Well, I am quite monotasking, but in these days I am really thinking hard to the bulls****s like the faboulous “Web 3.0″ (?!?!?), Ajax, browser compatibility and all the things involved in my everyday job.

The last interesting thought is a sort of three layered application to replace the actual http/html standard. (Yes, I’m quite pretentious, I know). Think about the common information you can have in you everyday life. They are composed by data (information) and presentation. You can find the sane things in every newspaper, but also in every website. What is the difference? well, the net should be flexible, searchable, indexable.

As Jason said talking about the misterious “Web 3.0″: “The hope is that you could type in a question like ‘I’m looking for a warm place to vacation and I have a budget of $3,000. Oh, and I have an 11-year-old child,’ and get a real answer.

Now, the better solution to grant this Star Trek technology to work in this world is to add metadata to the data: semantic! Could we use semantic in the newspaper? Yes and No. Metadata are not thought to be readable as the article you are reading now. Semantic (Metadata) should be analyzed, not read.

Nowadays on the web we have the Metadata, the Data and the Presentation. We have everything, but there is something that is not working: the way of delivering the whole. Today you get everything in one shell, like a newspaper, but what difference can you find between a web page and a newspaper (apart from paper and pixels)? You can find that on the web there are giants like Google and Yahoo! that reads every webpage, extrapolating the metadata in order to create a set of semantic to link to the specific webpage.

What if these three information would come separated one to the other? What if we would put more attention to the metadata and the indexing?

…I have a dream…

Metadata: Think about a flux of information that are created to identify the real information. Semantic. Think about these information as the credential to the data you are proposing: you could be able to create complex structures that would be able to answer to complex questions.

No more searches like “Carlo+London+MIDDLE” but like “which is the page of the MIDDLE Framework, developed by Carlo, living in London?

Complex metadata could answer complex questions, could be more accurate!

Data: Today’s information flow is fragmented. When you load a Web Page, you do not load the information, you load everything: Metadata, Data and Layout. Do we need it? Metadata are information to get information, are unfriendly data that could address us to the real data.

Presentation: Presentation is a key to sell. The Presentation of the data is very important, but what do we have now? We have a paper thing that has been moved in pixel. Is it dynamic? No. The tricks used to create a sort of dynamism works? Not so good. Do presentation affects data? Yes (try to change browser for a while)

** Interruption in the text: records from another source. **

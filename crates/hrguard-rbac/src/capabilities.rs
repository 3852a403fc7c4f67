//! Capability names.
//!
//! A capability is one named boolean flag in a [`Permissions`] record. The
//! wire names (`canViewEmployees`, ...) are what the UI layer checks.
//!
//! [`Permissions`]: crate::permissions::Permissions

use std::fmt::{self, Display};
use std::str::FromStr;

use serde::{Deserialize, Deserializer, Serialize, Serializer};
use thiserror::Error;

/// One capability flag.
#[derive(Debug, Clone, Copy, PartialEq, Eq, PartialOrd, Ord, Hash)]
pub enum Capability {
    ViewEmployees,
    EditEmployees,
    DeleteEmployees,
    ViewPerformance,
    EditPerformance,
    ViewPayroll,
    EditPayroll,
    ViewReports,
    ManageTeam,
    ViewAuditLogs,
    ManageEmployees,
    ManagePayroll,
    ManageLeaves,
    ManagePerformance,
    ManageCompany,
    ManageDepartments,
    /// Grants unrestricted record visibility.
    ViewAllData,
    ManageOwnProfile,
    RequestLeave,
}

impl Capability {
    /// Every capability, in record field order.
    pub const ALL: [Capability; 19] = [
        Capability::ViewEmployees,
        Capability::EditEmployees,
        Capability::DeleteEmployees,
        Capability::ViewPerformance,
        Capability::EditPerformance,
        Capability::ViewPayroll,
        Capability::EditPayroll,
        Capability::ViewReports,
        Capability::ManageTeam,
        Capability::ViewAuditLogs,
        Capability::ManageEmployees,
        Capability::ManagePayroll,
        Capability::ManageLeaves,
        Capability::ManagePerformance,
        Capability::ManageCompany,
        Capability::ManageDepartments,
        Capability::ViewAllData,
        Capability::ManageOwnProfile,
        Capability::RequestLeave,
    ];

    /// Returns the camelCase wire name.
    pub const fn as_str(self) -> &'static str {
        match self {
            Capability::ViewEmployees => "canViewEmployees",
            Capability::EditEmployees => "canEditEmployees",
            Capability::DeleteEmployees => "canDeleteEmployees",
            Capability::ViewPerformance => "canViewPerformance",
            Capability::EditPerformance => "canEditPerformance",
            Capability::ViewPayroll => "canViewPayroll",
            Capability::EditPayroll => "canEditPayroll",
            Capability::ViewReports => "canViewReports",
            Capability::ManageTeam => "canManageTeam",
            Capability::ViewAuditLogs => "canViewAuditLogs",
            Capability::ManageEmployees => "canManageEmployees",
            Capability::ManagePayroll => "canManagePayroll",
            Capability::ManageLeaves => "canManageLeaves",
            Capability::ManagePerformance => "canManagePerformance",
            Capability::ManageCompany => "canManageCompany",
            Capability::ManageDepartments => "canManageDepartments",
            Capability::ViewAllData => "canViewAllData",
            Capability::ManageOwnProfile => "canManageOwnProfile",
            Capability::RequestLeave => "canRequestLeave",
        }
    }

    /// Returns whether the capability mutates records.
    pub const fn is_mutation(self) -> bool {
        !matches!(
            self,
            Capability::ViewEmployees
                | Capability::ViewPerformance
                | Capability::ViewPayroll
                | Capability::ViewReports
                | Capability::ViewAuditLogs
                | Capability::ViewAllData
        )
    }
}

impl Display for Capability {
    fn fmt(&self, f: &mut fmt::Formatter<'_>) -> fmt::Result {
        f.write_str(self.as_str())
    }
}

impl FromStr for Capability {
    type Err = UnknownCapabilityError;

    fn from_str(s: &str) -> Result<Self, Self::Err> {
        let trimmed = s.trim();
        Self::ALL
            .iter()
            .copied()
            .find(|c| c.as_str() == trimmed)
            .ok_or_else(|| UnknownCapabilityError(s.to_string()))
    }
}

impl Serialize for Capability {
    fn serialize<S: Serializer>(&self, serializer: S) -> Result<S::Ok, S::Error> {
        serializer.serialize_str(self.as_str())
    }
}

impl<'de> Deserialize<'de> for Capability {
    fn deserialize<D: Deserializer<'de>>(deserializer: D) -> Result<Self, D::Error> {
        let raw = String::deserialize(deserializer)?;
        raw.parse().map_err(serde::de::Error::custom)
    }
}

/// A capability name that is not one of the known flags.
#[derive(Debug, Clone, PartialEq, Eq, Error)]
#[error("unknown capability: {0:?}")]
pub struct UnknownCapabilityError(pub String);

#[cfg(test)]
mod tests {
    use super::*;

    #[test]
    fn wire_names_round_trip_through_from_str() {
        for capability in Capability::ALL {
            assert_eq!(capability.as_str().parse::<Capability>(), Ok(capability));
        }
    }

    #[test]
    fn wire_names_are_unique() {
        let mut names: Vec<_> = Capability::ALL.iter().map(|c| c.as_str()).collect();
        names.sort_unstable();
        names.dedup();
        assert_eq!(names.len(), Capability::ALL.len());
    }

    #[test]
    fn from_str_is_case_sensitive() {
        assert!("canviewpayroll".parse::<Capability>().is_err());
        assert!("ViewPayroll".parse::<Capability>().is_err());
    }

    #[test]
    fn view_capabilities_are_not_mutations() {
        assert!(!Capability::ViewPayroll.is_mutation());
        assert!(!Capability::ViewAllData.is_mutation());
        assert!(Capability::DeleteEmployees.is_mutation());
        assert!(Capability::RequestLeave.is_mutation());
    }

    #[test]
    fn serializes_as_wire_name() {
        let json = serde_json::to_string(&Capability::EditPayroll).unwrap();
        assert_eq!(json, "\"canEditPayroll\"");
        let parsed: Capability = serde_json::from_str("\"canManageTeam\"").unwrap();
        assert_eq!(parsed, Capability::ManageTeam);
    }
}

So, these three things shapes the way we interact with the information, from the search to the availability and the readability. We have a static technology (HTML) that transports everything like an image. Probably if images were lighter than text we would have only images as information holder.

Think “out of the box” for a while, if you want, if you can…

We don’t need new technologies to carry out this idea. C++, Java, C#, XML, whatever we have is good enough. Full Stop.

We need a new way of organizing “information“, dividing the domain of Metadata, Data and Presentation.

When you ask for a web page, your browser opens a connection to the port 80 (or 443, or whatever but one port only) to retrieve EVERYTHING in one big shell.

Why aren’t we allowed to ask only what we need, reusing what we already have (or have found, if we are talking of a search)? Think of a “Next generation Browser” that is able to understand your needs, that is able to understand what you are looking for.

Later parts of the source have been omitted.